*** Opening of PROVIDED DATA ***

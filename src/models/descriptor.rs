use serde::{Deserialize, Serialize};
use std::path::PathBuf;

/// 模型后端类型
#[derive(Debug, Clone, Copy, PartialEq, Eq, Serialize, Deserialize)]
#[serde(rename_all = "kebab-case")]
pub enum Framework {
    /// 直接输出类别概率的表格分类器（如 skl2onnx 导出的 sklearn 模型）
    TabularProbabilistic,
    /// 输出 logits 的图像卷积网络（如 tf2onnx 导出的 Keras 模型）
    NeuralImage,
    /// 配置中出现的未知框架，注册时报 LoadError
    #[serde(other)]
    Unsupported,
}

/// 图像输入张量布局
#[derive(Debug, Clone, Copy, PartialEq, Eq, Default, Serialize, Deserialize)]
#[serde(rename_all = "lowercase")]
pub enum TensorLayout {
    /// [1, H, W, C]，Keras 默认
    #[default]
    Nhwc,
    /// [1, C, H, W]
    Nchw,
}

/// 静态模型描述，启动后不可变
#[derive(Debug, Clone, PartialEq, Serialize, Deserialize)]
pub struct ModelDescriptor {
    pub name: String,
    pub framework: Framework,
    pub version: u32,
    pub classes: Vec<String>,
    /// 模型文件路径，相对路径基于 models_dir 解析
    pub artifact: PathBuf,

    /// 额外的查找名称
    #[serde(default)]
    pub aliases: Vec<String>,

    /// 表格模型的特征数量
    #[serde(default = "default_feature_count")]
    pub feature_count: usize,

    /// 图像模型输入尺寸 [height, width]
    #[serde(default = "default_input_size")]
    pub input_size: [u32; 2],

    #[serde(default)]
    pub layout: TensorLayout,

    /// 覆盖自动发现的 ONNX 输入名称
    #[serde(default, skip_serializing_if = "Option::is_none")]
    pub input_name: Option<String>,
}

fn default_feature_count() -> usize {
    4
}

fn default_input_size() -> [u32; 2] {
    [180, 180]
}

impl ModelDescriptor {
    pub fn new(
        name: impl Into<String>,
        framework: Framework,
        version: u32,
        classes: &[&str],
        artifact: impl Into<PathBuf>,
    ) -> Self {
        Self {
            name: name.into(),
            framework,
            version,
            classes: classes.iter().map(|c| c.to_string()).collect(),
            artifact: artifact.into(),
            aliases: Vec::new(),
            feature_count: default_feature_count(),
            input_size: default_input_size(),
            layout: TensorLayout::default(),
            input_name: None,
        }
    }

    pub fn with_aliases(mut self, aliases: &[&str]) -> Self {
        self.aliases = aliases.iter().map(|a| a.to_string()).collect();
        self
    }

    /// 鸢尾花表格分类器
    pub fn iris() -> Self {
        Self::new(
            "iris-model",
            Framework::TabularProbabilistic,
            1,
            &["setosa", "versicolor", "virginica"],
            "iris-model/model.onnx",
        )
    }

    /// 花卉图像分类器
    pub fn flowers() -> Self {
        Self::new(
            "flowers-model",
            Framework::NeuralImage,
            1,
            &["daisy", "dandelion", "roses", "sunflowers", "tulips"],
            "flowers-model/model.onnx",
        )
    }

    /// 该描述注册后可用的全部名称
    pub fn lookup_names(&self) -> impl Iterator<Item = &str> {
        std::iter::once(self.name.as_str()).chain(self.aliases.iter().map(String::as_str))
    }
}
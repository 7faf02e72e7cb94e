use axum::{extract::Request, middleware::Next, response::Response};
use std::time::Instant;

/// 请求日志中间件
pub async fn request_logging(req: Request, next: Next) -> Response {
    let method = req.method().clone();
    let uri = req.uri().clone();
    let user_agent = req
        .headers()
        .get("user-agent")
        .and_then(|v| v.to_str().ok())
        .unwrap_or("unknown")
        .to_string();

    let start_time = Instant::now();

    tracing::debug!("Request started: {} {} - User-Agent: {}", method, uri, user_agent);

    let response = next.run(req).await;

    tracing::info!(
        "Request completed: {} {} - {} - {}ms",
        method,
        uri,
        response.status(),
        start_time.elapsed().as_millis()
    );

    response
}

*** Close of PROVIDED DATA ***

WHAT THE EXERCISE ASKS: The required answer is every line of the data, duplicated exactly.

OUTPUT FOR THIS EXERCISE:
filename src/models/descriptor.rs
use serde::{Deserialize, Serialize};
use std::path::PathBuf;

/// 模型后端类型
#[derive(Debug, Clone, Copy, PartialEq, Eq, Serialize, Deserialize)]
#[serde(rename_all = "kebab-case")]
pub enum Framework {
    /// 直接输出类别概率的表格分类器（如 skl2onnx 导出的 sklearn 模型）
    TabularProbabilistic,
    /// 输出 logits 的图像卷积网络（如 tf2onnx 导出的 Keras 模型）
    NeuralImage,
    /// 配置中出现的未知框架，注册时报 LoadError
    #[serde(other)]
    Unsupported,
}

/// 图像输入张量布局
#[derive(Debug, Clone, Copy, PartialEq, Eq, Default, Serialize, Deserialize)]
#[serde(rename_all = "lowercase")]
pub enum TensorLayout {
    /// [1, H, W, C]，Keras 默认
    #[default]
    Nhwc,
    /// [1, C, H, W]
    Nchw,
}

/// 静态模型描述，启动后不可变
#[derive(Debug, Clone, PartialEq, Serialize, Deserialize)]
pub struct ModelDescriptor {
    pub name: String,
    pub framework: Framework,
    pub version: u32,
    pub classes: Vec<String>,
    /// 模型文件路径，相对路径基于 models_dir 解析
    pub artifact: PathBuf,

    /// 额外的查找名称
    #[serde(default)]
    pub aliases: Vec<String>,

    /// 表格模型的特征数量
    #[serde(default = "default_feature_count")]
    pub feature_count: usize,

    /// 图像模型输入尺寸 [height, width]
    #[serde(default = "default_input_size")]
    pub input_size: [u32; 2],

    #[serde(default)]
    pub layout: TensorLayout,

    /// 覆盖自动发现的 ONNX 输入名称
    #[serde(default, skip_serializing_if = "Option::is_none")]
    pub input_name: Option<String>,
}

fn default_feature_count() -> usize {
    4
}

fn default_input_size() -> [u32; 2] {
    [180, 180]
}

impl ModelDescriptor {
    pub fn new(
        name: impl Into<String>,
        framework: Framework,
        version: u32,
        classes: &[&str],
        artifact: impl Into<PathBuf>,
    ) -> Self {
        Self {
            name: name.into(),
            framework,
            version,
            classes: classes.iter().map(|c| c.to_string()).collect(),
            artifact: artifact.into(),
            aliases: Vec::new(),
            feature_count: default_feature_count(),
            input_size: default_input_size(),
            layout: TensorLayout::default(),
            input_name: None,
        }
    }

    pub fn with_aliases(mut self, aliases: &[&str]) -> Self {
        self.aliases = aliases.iter().map(|a| a.to_string()).collect();
        self
    }

    /// 鸢尾花表格分类器
    pub fn iris() -> Self {
        Self::new(
            "iris-model",
            Framework::TabularProbabilistic,
            1,
            &["setosa", "versicolor", "virginica"],
            "iris-model/model.onnx",
        )
    }

    /// 花卉图像分类器
    pub fn flowers() -> Self {
        Self::new(
            "flowers-model",
            Framework::NeuralImage,
            1,
            &["daisy", "dandelion", "roses", "sunflowers", "tulips"],
            "flowers-model/model.onnx",
        )
    }

    /// 该描述注册后可用的全部名称
    pub fn lookup_names(&self) -> impl Iterator<Item = &str> {
        std::iter::once(self.name.as_str()).chain(self.aliases.iter().map(String::as_str))
    }
}
repository 7faf02e72e7cb94e
use axum::{extract::Request, middleware::Next, response::Response};
use std::time::Instant;

/// 请求日志中间件
pub async fn request_logging(req: Request, next: Next) -> Response {
    let method = req.method().clone();
    let uri = req.uri().clone();
    let user_agent = req
        .headers()
        .get("user-agent")
        .and_then(|v| v.to_str().ok())
        .unwrap_or("unknown")
        .to_string();

    let start_time = Instant::now();

    tracing::debug!("Request started: {} {} - User-Agent: {}", method, uri, user_agent);

    let response = next.run(req).await;

    tracing::info!(
        "Request completed: {} {} - {} - {}ms",
        method,
        uri,
        response.status(),
        start_time.elapsed().as_millis()
    );

    response
}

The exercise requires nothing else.